Summary
- Assigning someone to lead health equity work is not enough to make and sustain system-wide improvement.
Photo by Zac Durant | Unsplash
In the midst of the pandemic shining a spotlight on both new and historically known health inequities, social unrest, and increased discussion of systemic racism, many health systems appointed leaders to focus on equity. Some health systems have even incorporated health equity into their mission statements. While these can be hopeful signs of change, personnel appointments and using the right words are not enough to make and sustain system-wide improvement.
Camille Burnett and Ron Wyatt are two people who understand this better than many. Camille Burnett, PhD, MPA, RN, is the Institute for Healthcare Improvement (IHI) Vice President, Health Equity and faculty for the IHI Leadership for Health Equity Professional Development Program. Ronald Wyatt, MD, MHA, is the Vice President and Patient Safety Officer at MCIC Vermont and an IHI Senior Fellow. IHI recently conducted separate interviews with each to discuss some of the best ways to support health equity leaders to ensure their success is not left up to chance.
On the importance of adequate resources
Camille Burnett: There has been a shift toward the inclusion of a health equity orientation in intersecting areas of health systems ranging from research to accreditation standards.
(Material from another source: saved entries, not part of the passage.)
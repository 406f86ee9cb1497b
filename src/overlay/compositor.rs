use std::path::PathBuf;

use tracing::debug;

use crate::clips::{Geometry, Segment, SourceClip};
use crate::config::OverlayConfig;
use crate::error::Result;
use crate::media::MediaEngine;
use crate::overlay::layer::{Background, BoxSize, OverlayLayer, TextStyle};

/// Role of an element in the program
#[derive(Debug, Clone, Copy, PartialEq, Eq)]
pub enum ClipKind {
    Transition,
    Content,
}

/// The visual a composite is built on: a window of a media file
#[derive(Debug, Clone, PartialEq)]
pub struct Visual {
    pub kind: ClipKind,
    pub path: PathBuf,
    pub identifier: String,

    /// Offset into the file where reading starts
    pub start: f64,

    /// Length of the visual on the timeline
    pub duration: f64,

    /// Tail of `duration` filled by holding the last frame
    pub hold: f64,

    pub geometry: Geometry,
    pub has_audio: bool,
}

impl Visual {
    /// A whole transition file, resized
    pub fn transition(clip: &SourceClip, geometry: Geometry) -> Self {
        Self {
            kind: ClipKind::Transition,
            path: clip.path.clone(),
            identifier: clip.identifier.clone(),
            start: 0.0,
            duration: clip.duration(),
            hold: 0.0,
            geometry,
            has_audio: clip.info.has_audio,
        }
    }

    /// Seconds read from the file
    pub fn source_duration(&self) -> f64 {
        self.duration - self.hold
    }
}

impl From<&Segment> for Visual {
    fn from(segment: &Segment) -> Self {
        Self {
            kind: ClipKind::Content,
            path: segment.path.clone(),
            identifier: segment.identifier.clone(),
            start: segment.start,
            duration: segment.length(),
            hold: segment.hold,
            geometry: segment.geometry,
            has_audio: segment.has_audio,
        }
    }
}

/// A base visual with overlay layers stacked on top, later layers drawn
/// last. Always as long as its base.
#[derive(Debug, Clone, PartialEq)]
pub struct CompositeClip {
    base: Visual,
    layers: Vec<OverlayLayer>,
    fade_out: Option<f64>,
}

impl CompositeClip {
    pub fn new(base: Visual) -> Self {
        Self {
            base,
            layers: Vec::new(),
            fade_out: None,
        }
    }

    pub fn with_layer(mut self, layer: OverlayLayer) -> Self {
        self.layers.push(layer);
        self
    }

    /// Fade video and audio out over the last `seconds` of the clip
    pub fn with_fade_out(mut self, seconds: f64) -> Self {
        let seconds = seconds.clamp(0.0, self.duration());
        self.fade_out = (seconds > 0.0).then_some(seconds);
        self
    }

    pub fn base(&self) -> &Visual {
        &self.base
    }

    pub fn kind(&self) -> ClipKind {
        self.base.kind
    }

    pub fn layers(&self) -> &[OverlayLayer] {
        &self.layers
    }

    pub fn fade_out(&self) -> Option<f64> {
        self.fade_out
    }

    pub fn duration(&self) -> f64 {
        self.base.duration
    }
}

/// Builds the index and name overlays and stacks them onto base visuals
#[derive(Debug, Clone)]
pub struct OverlayCompositor {
    style: OverlayConfig,
    name_reveal_delay: f64,
}

impl OverlayCompositor {
    pub fn new(style: OverlayConfig, name_reveal_delay: f64) -> Self {
        Self {
            style,
            name_reveal_delay,
        }
    }

    fn text_style(&self) -> TextStyle {
        TextStyle {
            font_file: self.style.font_file.clone(),
            font_size: self.style.font_size,
            color: self.style.text_color.clone(),
        }
    }

    fn background(&self, size: BoxSize) -> Background {
        Background {
            color: self.style.box_color.clone(),
            opacity: self.style.box_opacity,
            size,
        }
    }

    /// 1-based clip number, pinned to the same corner for the whole program
    pub fn index_overlay(&self, position: usize) -> OverlayLayer {
        let (width, height) = self.style.index_box;
        OverlayLayer::new(position.to_string(), self.text_style(), self.style.index_anchor)
            .with_background(self.background(BoxSize::Fixed { width, height }))
            .with_margin(self.style.margin)
    }

    /// Clip name in the opposite corner, revealed part-way into the clip
    pub fn name_overlay(&self, identifier: &str) -> OverlayLayer {
        OverlayLayer::new(
            display_name(identifier),
            self.text_style(),
            self.style.index_anchor.opposite(),
        )
        .with_background(self.background(BoxSize::Fit { padding: 10 }))
        .with_margin(self.style.margin)
        .with_delay(self.name_reveal_delay)
    }

    /// Stack layers onto a base in order
    pub fn compose<I>(&self, base: Visual, layers: I) -> CompositeClip
    where
        I: IntoIterator<Item = OverlayLayer>,
    {
        layers
            .into_iter()
            .fold(CompositeClip::new(base), CompositeClip::with_layer)
    }

    /// Base visual for the transition before clip `position`.
    ///
    /// Engines that cannot reuse one decoded handle across composites get
    /// a freshly probed transition every time.
    pub fn transition_base<E: MediaEngine + ?Sized>(
        &self,
        engine: &E,
        transition: &SourceClip,
        geometry: Geometry,
    ) -> Result<Visual> {
        if engine.supports_shared_reuse() {
            return Ok(Visual::transition(transition, geometry));
        }

        debug!("Re-probing transition {:?}", transition.path);
        let info = engine.probe(&transition.path)?;
        let fresh = SourceClip::new(transition.path.clone(), info);
        Ok(Visual::transition(&fresh, geometry))
    }
}

/// Human-readable clip name: file stem with underscores turned into spaces
pub fn display_name(identifier: &str) -> String {
    let file_name = identifier
        .rsplit(|c| c == '/' || c == '\\')
        .next()
        .unwrap_or(identifier);
    let stem = match file_name.rfind('.') {
        Some(dot) if dot > 0 => &file_name[..dot],
        _ => file_name,
    };

    stem.replace('_', " ")
        .split_whitespace()
        .collect::<Vec<_>>()
        .join(" ")
}
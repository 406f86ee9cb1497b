//! # Overlay Compositing
//!
//! Text layers (clip number, clip name) and the composites that carry them.

pub mod compositor;
pub mod layer;

pub use compositor::{display_name, ClipKind, CompositeClip, OverlayCompositor, Visual};
pub use layer::{Anchor, Background, BoxSize, OverlayLayer, TextStyle};
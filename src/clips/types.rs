use std::fmt;
use std::path::{Path, PathBuf};

use serde::{Deserialize, Serialize};

/// Pixel dimensions of a visual
#[derive(Debug, Clone, Copy, PartialEq, Eq, Hash, Serialize, Deserialize)]
pub struct Geometry {
    pub width: u32,
    pub height: u32,
}

impl Geometry {
    pub fn new(width: u32, height: u32) -> Self {
        Self { width, height }
    }

    pub fn as_tuple(&self) -> (u32, u32) {
        (self.width, self.height)
    }
}

impl fmt::Display for Geometry {
    fn fmt(&self, f: &mut fmt::Formatter<'_>) -> fmt::Result {
        write!(f, "{}x{}", self.width, self.height)
    }
}

/// What the media engine reports about a file
#[derive(Debug, Clone, PartialEq)]
pub struct MediaInfo {
    /// Duration in seconds
    pub duration: f64,

    /// Native dimensions of the first video stream
    pub geometry: Geometry,

    /// Whether the file carries an audio stream
    pub has_audio: bool,
}

/// A probed source file. Immutable once probed.
#[derive(Debug, Clone, PartialEq)]
pub struct SourceClip {
    /// Path the media engine decodes from
    pub path: PathBuf,

    /// File name, used as the key in the start override file
    pub identifier: String,

    /// Probed metadata
    pub info: MediaInfo,
}

impl SourceClip {
    pub fn new<P: Into<PathBuf>>(path: P, info: MediaInfo) -> Self {
        let path = path.into();
        let identifier = identifier_for(&path);
        Self {
            path,
            identifier,
            info,
        }
    }

    pub fn duration(&self) -> f64 {
        self.info.duration
    }
}

/// The identifier of a clip is its file name, extension included
pub fn identifier_for(path: &Path) -> String {
    path.file_name()
        .map(|name| name.to_string_lossy().into_owned())
        .unwrap_or_else(|| path.display().to_string())
}

/// A trimmed, resized window of a source clip.
///
/// `end - start` always equals the configured segment length. When the
/// source runs out early (`hold` overrun policy) the missing tail is
/// recorded in `hold` and filled by the engine with the last frame.
#[derive(Debug, Clone, PartialEq)]
pub struct Segment {
    pub path: PathBuf,
    pub identifier: String,
    pub start: f64,
    pub end: f64,
    pub geometry: Geometry,
    pub has_audio: bool,

    /// Seconds at the tail not covered by source material
    pub hold: f64,
}

impl Segment {
    /// Nominal length of the segment
    pub fn length(&self) -> f64 {
        self.end - self.start
    }

    /// Seconds actually read from the source
    pub fn source_length(&self) -> f64 {
        self.length() - self.hold
    }
}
Many health systems have also incorporated equity into their data procedures and quality improvement strategies. Given all this, health equity officers need adequate resources to deliver at the scope and scale required to achieve the changes they are trying to make. You shouldn’t have short-term funding for a long-term need. Also, health equity officers cannot do the work alone. To have bandwidth to do the work without worrying about where the next dollar is going to come from, they need a committed, core-funded team. They need sufficient money, people, and time to do the work and do it well. Chief health equity officer positions must be valued at the appropriate salary level for the broad-scale work that they’re doing and given true positional decision-making authority. It should be a full-time position comparable with the benefits of any other high-level executive.
Ron Wyatt: I currently mentor or coach between 12 to 14 leaders in health equity in systems across the United States. Here's what they all have in common: a deep commitment to the work. The other thing they have in common is limited resources with, in some cases, unrealistic expectations of them. They have the position, but do they have power? Do they have authority? How do things get done? How are they resourced? What does the team look like? Committed resources need to go into this role.
On knowing who will support you when times get tough
Ron Wyatt: When I talk to people who are relatively new to their role as a health equity leader, I ask them a question: Who has your back? Who is going to back you up when you are going to inevitably have difficult conversations? The answer should be the board. It should be the system chief executive officer.
Camille Burnett: One of the reasons I’m excited about the IHI Leadership for Health Equity Professional Development Program is because health equity officers are often navigating similar challenges with limited support. They are frequently the first health equity officer in their organization. This often means they have to establish their health equity portfolio while they are overseeing it. Being able to share experiences, challenges, and solutions together will be helpful for participants. Having a shared understanding of the work, guidance on common competencies, and a tailored framework will be helpful as they start to navigate in these new and evolving spaces. It’s important to have people you can call and say, “Hey, what worked for you when you tackled this issue in your community?”
On the importance of building relationships
Camille Burnett: One of the most important things health equity leaders need to be successful is the ability to start, build, and sustain relationships. It’s often invisible work, but you need protected time to do that. This work does not necessarily mean producing a document or some other concrete deliverable. This kind of work needs to be prioritized, celebrated, and supported by an organization.
Ron Wyatt: One example of a key partner [for health equity leaders] is the chief financial officer. You must understand your system's finances. This means, if we have racial disparities, then we need to know the costs of that to the system. It’s important to have those quantitative money conversations with the chief financial officer and have regular conversations with the finance team to maintain [what Deming called] constancy of purpose for equity work.
On a key piece of advice for equity leaders
Ron Wyatt: Understand that, when we engage with people inside of our system or in the community, there are structures [they have been working and living in] that have been there for decades or centuries. Everyone we engage with in equity work is bringing their social, economic, and political trauma with them. We have to humbly understand that.
Camille Burnett: Remember why you are doing this work. It’s easy to get bogged down by the enormity of the mission. You have to keep the bigger picture in mind, but you don’t want to get too daunted by it. When that happens, all you have to do is look at the very next step, the very next right thing, and take it incrementally, and just put one foot in front of the other.
Editor’s note: These interviews have been edited for length and clarity.